In many ways, these efforts succeeded. Yes, terrible wars have been fought, and atrocities committed. But there has been no Third World War. The Cold War ended with jubilant crowds dismantling a wall. Commerce has stitched much of the world together. Billions have been lifted from poverty. The ideals of liberty and self-determination, equality and the rule of law have haltingly advanced. We are the heirs of the fortitude and foresight of generations past, and it is a legacy for which my own country is rightfully proud.

And yet, a decade into a new century, this old architecture is buckling under the weight of new threats. The world may no longer shudder at the prospect of war between two nuclear superpowers, but proliferation may increase the risk of catastrophe. Terrorism has long been a tactic, but modern technology allows a few small men with outsized rage to murder innocents on a horrific scale.

Moreover, wars between nations have increasingly given way to wars within nations. The resurgence of ethnic or sectarian conflicts; the growth of secessionist movements, insurgencies, and failed states -- all these things have increasingly trapped civilians in unending chaos. In today's wars, many more civilians are killed than soldiers; the seeds of future conflict are sown, economies are wrecked, civil societies torn asunder, refugees amassed, children scarred.

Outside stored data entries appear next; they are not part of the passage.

//! Usage records: one per completed relay request.

use std::sync::Mutex;

use serde::Serialize;

use crate::channel::ChannelType;
use crate::pricing::RatioSource;

/// Billable outcome of one request.
#[derive(Debug, Clone, Serialize, PartialEq)]
pub struct UsageRecord {
    pub request_id: String,
    /// Model the caller asked for.
    pub model: String,
    /// Model name sent upstream after channel mapping.
    pub upstream_model: String,
    pub channel_id: i64,
    pub channel_type: ChannelType,
    pub user_id: i64,
    pub token_id: i64,
    pub prompt_tokens: u64,
    pub cached_prompt_tokens: u64,
    pub completion_tokens: u64,
    pub cost_quota: i64,
    pub input_ratio: f64,
    pub ratio_source: RatioSource,
    pub elapsed_ms: u64,
    pub is_stream: bool,
    /// Token counts were estimated because the upstream reported none.
    pub estimated: bool,
    pub created_at: chrono::DateTime<chrono::Utc>,
}

/// Destination for usage records. Writes are fire-and-forget.
pub trait UsageSink: Send + Sync {
    fn record(&self, record: UsageRecord);
}

/// Logs each record on the `usage` target.
#[derive(Debug, Default, Clone, Copy)]
pub struct TracingUsageSink;

impl UsageSink for TracingUsageSink {
    fn record(&self, record: UsageRecord) {
        tracing::info!(
            target: "usage",
            request_id = %record.request_id,
            model = %record.model,
            upstream_model = %record.upstream_model,
            channel_id = record.channel_id,
            channel_type = %record.channel_type,
            user_id = record.user_id,
            token_id = record.token_id,
            prompt_tokens = record.prompt_tokens,
            cached_prompt_tokens = record.cached_prompt_tokens,
            completion_tokens = record.completion_tokens,
            cost_quota = record.cost_quota,
            input_ratio = record.input_ratio,
            elapsed_ms = record.elapsed_ms,
            is_stream = record.is_stream,
            estimated = record.estimated,
            "Usage recorded"
        );
    }
}

/// Keeps records in memory for inspection in tests.
#[derive(Debug, Default)]
pub struct MemoryUsageSink {
    records: Mutex<Vec<UsageRecord>>,
}

impl MemoryUsageSink {
    pub fn new() -> Self {
        Self::default()
    }

    pub fn records(&self) -> Vec<UsageRecord> {
        self.records
            .lock()
            .map(|r| r.clone())
            .unwrap_or_default()
    }

    pub fn len(&self) -> usize {
        self.records.lock().map(|r| r.len()).unwrap_or(0)
    }

    pub fn is_empty(&self) -> bool {
        self.len() == 0
    }
}

impl UsageSink for MemoryUsageSink {
    fn record(&self, record: UsageRecord) {
        if let Ok(mut records) = self.records.lock() {
            records.push(record);
        }
    }
}

#[cfg(test)]
mod tests {
    use super::*;

    fn record(id: &str) -> UsageRecord {
        UsageRecord {
            request_id: id.to_string(),
            model: "gpt-4o".into(),
            upstream_model: "gpt-4o".into(),
            channel_id: 1,
            channel_type: ChannelType::OpenAI,
            user_id: 7,
            token_id: 9,
            prompt_tokens: 10,
            cached_prompt_tokens: 0,
            completion_tokens: 5,
            cost_quota: 25,
            input_ratio: 1.25,
            ratio_source: RatioSource::GlobalDefault,
            elapsed_ms: 12,
            is_stream: false,
            estimated: false,
            created_at: chrono::Utc::now(),
        }
    }

    #[test]
    fn memory_sink_keeps_order() {
        let sink = MemoryUsageSink::new();
        assert!(sink.is_empty());
        sink.record(record("a"));
        sink.record(record("b"));
        let ids: Vec<_> = sink.records().into_iter().map(|r| r.request_id).collect();
        assert_eq!(ids, vec!["a", "b"]);
    }

    #[test]
    fn records_serialize_channel_type_as_id() {
        let v = serde_json::to_value(record("a")).unwrap();
        assert_eq!(v["channel_type"], "openai");
        assert_eq!(v["ratio_source"]["kind"], "global_default");
    }
}
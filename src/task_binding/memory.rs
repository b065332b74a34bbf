//! In-memory binding store (non-persistent).

use std::collections::hash_map::Entry;
use std::collections::HashMap;
use std::sync::Arc;

use async_trait::async_trait;
use chrono::Utc;
use tokio::sync::RwLock;

use super::{AsyncTaskBinding, BindingError, BindingStore, NewBinding};

#[derive(Clone, Default)]
pub struct InMemoryBindingStore {
    bindings: Arc<RwLock<HashMap<String, AsyncTaskBinding>>>,
}

impl InMemoryBindingStore {
    pub fn new() -> Self {
        Self::default()
    }
}

#[async_trait]
impl BindingStore for InMemoryBindingStore {
    fn is_persistent(&self) -> bool {
        false
    }

    async fn create(&self, binding: NewBinding) -> Result<AsyncTaskBinding, BindingError> {
        let mut bindings = self.bindings.write().await;
        match bindings.entry(binding.task_id.clone()) {
            Entry::Occupied(_) => Err(BindingError::Conflict(binding.task_id)),
            Entry::Vacant(slot) => Ok(slot.insert(binding.into_binding(Utc::now())).clone()),
        }
    }

    async fn resolve(&self, task_id: &str) -> Result<AsyncTaskBinding, BindingError> {
        let mut bindings = self.bindings.write().await;
        let binding = bindings
            .get_mut(task_id)
            .ok_or_else(|| BindingError::NotFound(task_id.to_string()))?;
        let now = Utc::now();
        if now > binding.last_accessed_at {
            binding.last_accessed_at = now;
        }
        Ok(binding.clone())
    }

    async fn get(&self, task_id: &str) -> Result<Option<AsyncTaskBinding>, BindingError> {
        Ok(self.bindings.read().await.get(task_id).cloned())
    }
}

I do not bring with me today a definitive solution to the problems of war. What I do know is that meeting these challenges will require the same vision, hard work, and persistence of those men and women who acted so boldly decades ago. And it will require us to think in new ways about the notions of just war and the imperatives of a just peace.

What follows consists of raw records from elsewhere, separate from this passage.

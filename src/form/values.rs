//! Type-keyed getters and setters for field values.

mod strategies;

use std::fmt;
use std::rc::Rc;

use crate::domain::{FieldType, ValueCategory};
use crate::error::{FormularError, Result};
use crate::form::field::{DomManager, FieldState, FieldValue};
use crate::tracking::Tracker;

pub use strategies::default_value_strategies;

const SOURCE: &str = "formular.values";

/// Which representation a caller wants back from [`ValueManager::get_value`].
#[derive(Debug, Clone, Copy, PartialEq, Eq, Hash)]
pub enum ValuePurpose {
    Validation,
    Display,
    Submission,
    All,
}

/// The native element property a strategy reads its intermediate value from.
#[derive(Debug, Clone, Copy, PartialEq, Eq)]
pub enum ValueProperty {
    Checked,
    Value,
    SelectedOption,
}

pub type ValueGetter = Rc<dyn Fn(&FieldState, ValuePurpose) -> Option<FieldValue>>;
pub type ValueSetter = Rc<dyn Fn(&mut FieldState, FieldValue) -> Result<()>>;

#[derive(Clone)]
pub struct ValueStrategy {
    id: String,
    concerned_types: Vec<FieldType>,
    field_value_property: ValueProperty,
    getter: ValueGetter,
    setter: ValueSetter,
}

impl ValueStrategy {
    pub fn new<G, S>(
        id: impl Into<String>,
        concerned_types: impl Into<Vec<FieldType>>,
        field_value_property: ValueProperty,
        getter: G,
        setter: S,
    ) -> Self
    where
        G: Fn(&FieldState, ValuePurpose) -> Option<FieldValue> + 'static,
        S: Fn(&mut FieldState, FieldValue) -> Result<()> + 'static,
    {
        Self {
            id: id.into(),
            concerned_types: concerned_types.into(),
            field_value_property,
            getter: Rc::new(getter),
            setter: Rc::new(setter),
        }
    }

    /// A strategy covering every field type of `category`.
    pub fn for_category<G, S>(
        id: impl Into<String>,
        category: ValueCategory,
        field_value_property: ValueProperty,
        getter: G,
        setter: S,
    ) -> Self
    where
        G: Fn(&FieldState, ValuePurpose) -> Option<FieldValue> + 'static,
        S: Fn(&mut FieldState, FieldValue) -> Result<()> + 'static,
    {
        let types: Vec<FieldType> = FieldType::ALL
            .into_iter()
            .filter(|field_type| field_type.category() == category)
            .collect();
        Self::new(id, types, field_value_property, getter, setter)
    }

    pub fn id(&self) -> &str {
        &self.id
    }

    pub fn concerned_types(&self) -> &[FieldType] {
        &self.concerned_types
    }

    pub fn field_value_property(&self) -> ValueProperty {
        self.field_value_property
    }

    pub fn handles(&self, field_type: FieldType) -> bool {
        self.concerned_types.contains(&field_type)
    }
}

impl fmt::Debug for ValueStrategy {
    fn fmt(&self, f: &mut fmt::Formatter<'_>) -> fmt::Result {
        f.debug_struct("ValueStrategy")
            .field("id", &self.id)
            .field("concerned_types", &self.concerned_types)
            .field("field_value_property", &self.field_value_property)
            .finish_non_exhaustive()
    }
}

/// Reads and writes field values through the first strategy whose concerned
/// types include the field's type.
#[derive(Debug, Clone)]
pub struct ValueManager {
    strategies: Vec<ValueStrategy>,
    tracker: Tracker,
}

impl ValueManager {
    pub fn new(tracker: Tracker) -> Self {
        Self {
            strategies: Vec::new(),
            tracker,
        }
    }

    pub fn with_defaults(tracker: Tracker) -> Self {
        let mut manager = Self::new(tracker);
        manager.add_value_strategies(default_value_strategies());
        manager
    }

    /// Appends strategies, skipping ids already present. Returns how many were added.
    pub fn add_value_strategies(
        &mut self,
        strategies: impl IntoIterator<Item = ValueStrategy>,
    ) -> usize {
        let mut added = 0;
        for strategy in strategies {
            if self.strategies.iter().any(|known| known.id == strategy.id) {
                self.tracker.internal_info(
                    SOURCE,
                    format!("value strategy `{}` already registered", strategy.id),
                );
                continue;
            }
            self.strategies.push(strategy);
            added += 1;
        }
        added
    }

    pub fn strategy_for(&self, field_type: FieldType) -> Option<&ValueStrategy> {
        self.strategies
            .iter()
            .find(|strategy| strategy.handles(field_type))
    }

    /// `None` when no strategy handles the field's type.
    pub fn get_value(&self, field: &FieldState, purpose: ValuePurpose) -> Option<FieldValue> {
        match self.strategy_for(field.field_type) {
            Some(strategy) => (strategy.getter)(field, purpose),
            None => {
                self.tracker.internal_warning(
                    SOURCE,
                    FormularError::NoValueStrategy(field.field_type).to_string(),
                );
                None
            }
        }
    }

    /// Writes `value` through the type's strategy and refreshes the dirty
    /// flags. A failed write leaves the field untouched and returns `false`.
    pub fn set_value(&self, field: &mut FieldState, value: FieldValue) -> bool {
        let Some(strategy) = self.strategy_for(field.field_type) else {
            self.tracker.internal_warning(
                SOURCE,
                FormularError::NoValueStrategy(field.field_type).to_string(),
            );
            return false;
        };
        match (strategy.setter)(field, value) {
            Ok(()) => {
                field.refresh_dirty();
                true
            }
            Err(err) => {
                self.tracker.internal_warning(SOURCE, err.to_string());
                false
            }
        }
    }

    /// Reads the native element's property for the field's strategy and
    /// writes it through [`ValueManager::set_value`].
    pub fn set_value_from_html_element(&self, field: &mut FieldState, dom: &dyn DomManager) -> bool {
        let Some(element) = dom.get(&field.id) else {
            self.tracker.internal_warning(
                SOURCE,
                format!("no element registered for field `{}`", field.id),
            );
            return false;
        };
        let Some(strategy) = self.strategy_for(field.field_type) else {
            self.tracker.internal_warning(
                SOURCE,
                FormularError::NoValueStrategy(field.field_type).to_string(),
            );
            return false;
        };
        let raw = match strategy.field_value_property {
            ValueProperty::Checked => FieldValue::Bool(element.checked),
            ValueProperty::Value => FieldValue::Text(element.value.clone()),
            ValueProperty::SelectedOption => match &element.selected {
                Some(id) => FieldValue::Text(id.clone()),
                None => FieldValue::Empty,
            },
        };
        self.set_value(field, raw)
    }

    /// The string view used for display and rule comparisons. Dates use the
    /// canonical `yyyy/mm/dd` form, options show their text.
    pub fn get_as_string(&self, field: &FieldState) -> String {
        match field.field_type.category() {
            ValueCategory::Option => field
                .selected_option()
                .map(|option| option.text.clone())
                .unwrap_or_default(),
            ValueCategory::Date => match &field.value {
                FieldValue::Date(_) => field.value.to_string(),
                _ => String::new(),
            },
            _ => self
                .get_value(field, ValuePurpose::Display)
                .map(|value| value.to_string())
                .unwrap_or_default(),
        }
    }
}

We must begin by acknowledging the hard truth: We will not eradicate violent conflict in our lifetimes. There will be times when nations -- acting individually or in concert -- will find the use of force not only necessary but morally justified.

I make this statement mindful of what Martin Luther King Jr. said in this same ceremony years ago: "Violence never brings permanent peace. It solves no social problem: it merely creates new and more complicated ones." As someone who stands here as a direct consequence of Dr. King's life work, I am living testimony to the moral force of non-violence. I know there's nothing weak -- nothing passive -- nothing naïve -- in the creed and lives of Gandhi and King.

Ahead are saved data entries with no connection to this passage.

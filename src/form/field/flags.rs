use serde::Serialize;
use serde_json::Value;

use crate::domain::{FieldOption, FieldType, ValidationOptions};
use crate::events::EventTag;
use crate::form::validation::{CompiledPattern, ValidationResult};

use super::value::FieldValue;

#[derive(Debug, Clone, Copy, PartialEq, Eq, Serialize)]
#[serde(rename_all = "camelCase")]
pub struct FieldFlags {
    pub is_valid: bool,
    pub is_dirty: bool,
    pub is_pristine: bool,
    pub is_focus: bool,
    pub is_busy: bool,
    pub has_errors: bool,
    pub enabled: bool,
    pub required: bool,
}

impl Default for FieldFlags {
    fn default() -> Self {
        Self {
            is_valid: true,
            is_dirty: false,
            is_pristine: true,
            is_focus: false,
            is_busy: false,
            has_errors: false,
            enabled: true,
            required: false,
        }
    }
}

/// Everything a field knows about itself apart from its notifier.
#[derive(Debug, Clone)]
pub struct FieldState {
    pub(crate) id: String,
    pub(crate) name: String,
    pub(crate) label: Option<String>,
    pub(crate) field_type: FieldType,
    pub(crate) value: FieldValue,
    pub(crate) original_value: FieldValue,
    pub(crate) options: Vec<FieldOption>,
    pub(crate) selected_option_id: Option<usize>,
    pub(crate) validation_results: Vec<ValidationResult>,
    pub(crate) flags: FieldFlags,
    pub(crate) validation_options: ValidationOptions,
    pub(crate) patterns: Vec<CompiledPattern>,
    pub(crate) expected_value: Option<Value>,
    pub(crate) should_validate: bool,
    pub(crate) mask: Option<String>,
    pub(crate) trigger_mode: Vec<EventTag>,
}

impl FieldState {
    pub fn id(&self) -> &str {
        &self.id
    }

    pub fn name(&self) -> &str {
        &self.name
    }

    pub fn label(&self) -> Option<&str> {
        self.label.as_deref()
    }

    pub fn field_type(&self) -> FieldType {
        self.field_type
    }

    pub fn value(&self) -> &FieldValue {
        &self.value
    }

    pub fn original_value(&self) -> &FieldValue {
        &self.original_value
    }

    pub fn options(&self) -> &[FieldOption] {
        &self.options
    }

    pub fn selected_option_id(&self) -> Option<usize> {
        self.selected_option_id
    }

    pub fn validation_results(&self) -> &[ValidationResult] {
        &self.validation_results
    }

    pub fn flags(&self) -> &FieldFlags {
        &self.flags
    }

    pub fn validation_options(&self) -> &ValidationOptions {
        &self.validation_options
    }

    pub fn expected_value(&self) -> Option<&Value> {
        self.expected_value.as_ref()
    }

    pub fn should_validate(&self) -> bool {
        self.should_validate
    }

    pub fn mask(&self) -> Option<&str> {
        self.mask.as_deref()
    }

    pub fn trigger_mode(&self) -> &[EventTag] {
        &self.trigger_mode
    }

    /// `is_pristine` is always the negation of `is_dirty`.
    pub(crate) fn refresh_dirty(&mut self) {
        self.flags.is_dirty = self.value != self.original_value;
        self.flags.is_pristine = !self.flags.is_dirty;
    }

    /// Replaces the result list and recomputes the derived flags.
    pub(crate) fn apply_validation_results(&mut self, results: Vec<ValidationResult>) {
        self.flags.is_valid = results.iter().all(|result| result.state);
        self.flags.has_errors = results.iter().any(|result| !result.state);
        self.validation_results = results;
    }

    pub(crate) fn clear_validation_results(&mut self) {
        self.apply_validation_results(Vec::new());
    }

    pub fn option_by_id(&self, id: &str) -> Option<&FieldOption> {
        self.options.iter().find(|option| option.id == id)
    }

    pub fn option_by_value(&self, value: &str) -> Option<&FieldOption> {
        self.options.iter().find(|option| option.value == value)
    }

    pub fn option_by_sequence_id(&self, sequence_id: usize) -> Option<&FieldOption> {
        self.options
            .iter()
            .find(|option| option.sequence_id == sequence_id)
    }

    pub fn selected_option(&self) -> Option<&FieldOption> {
        match &self.value {
            FieldValue::Choice(id) => self.option_by_id(id),
            _ => None,
        }
    }

    pub(crate) fn empty_value(&self) -> FieldValue {
        match self.field_type.category() {
            crate::domain::ValueCategory::Boolean => FieldValue::Bool(false),
            crate::domain::ValueCategory::String => FieldValue::Text(String::new()),
            _ => FieldValue::Empty,
        }
    }
}

#[cfg(test)]
mod tests {
    use super::*;
    use crate::form::validation::ValidationResult;

    fn state() -> FieldState {
        FieldState {
            id: "f".into(),
            name: "f".into(),
            label: None,
            field_type: FieldType::Text,
            value: FieldValue::Text(String::new()),
            original_value: FieldValue::Text(String::new()),
            options: Vec::new(),
            selected_option_id: None,
            validation_results: Vec::new(),
            flags: FieldFlags::default(),
            validation_options: ValidationOptions::default(),
            patterns: Vec::new(),
            expected_value: None,
            should_validate: true,
            mask: None,
            trigger_mode: vec![EventTag::OnChange],
        }
    }

    #[test]
    fn pristine_tracks_dirty() {
        let mut state = state();
        state.value = FieldValue::from("x");
        state.refresh_dirty();
        assert!(state.flags.is_dirty && !state.flags.is_pristine);
        state.value = FieldValue::Text(String::new());
        state.refresh_dirty();
        assert!(!state.flags.is_dirty && state.flags.is_pristine);
    }

    #[test]
    fn results_reduce_to_flags() {
        let mut state = state();
        state.apply_validation_results(vec![
            ValidationResult::pass(),
            ValidationResult::fail("required", "required"),
        ]);
        assert!(!state.flags.is_valid);
        assert!(state.flags.has_errors);
        state.clear_validation_results();
        assert!(state.flags.is_valid);
        assert!(!state.flags.has_errors);
    }
}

But as a head of state sworn to protect and defend my nation, I cannot be guided by their examples alone. I face the world as it is, and cannot stand idle in the face of threats to the American people. For make no mistake: Evil does exist in the world. A non-violent movement could not have halted Hitler's armies. Negotiations cannot convince al Qaeda's leaders to lay down their arms. To say that force may sometimes be necessary is not a call to cynicism -- it is a recognition of history; the imperfections of man and the limits of reason.

I raise this point, I begin with this point because in many countries there is a deep ambivalence about military action today, no matter what the cause. And at times, this is joined by a reflexive suspicion of America, the world's sole military superpower.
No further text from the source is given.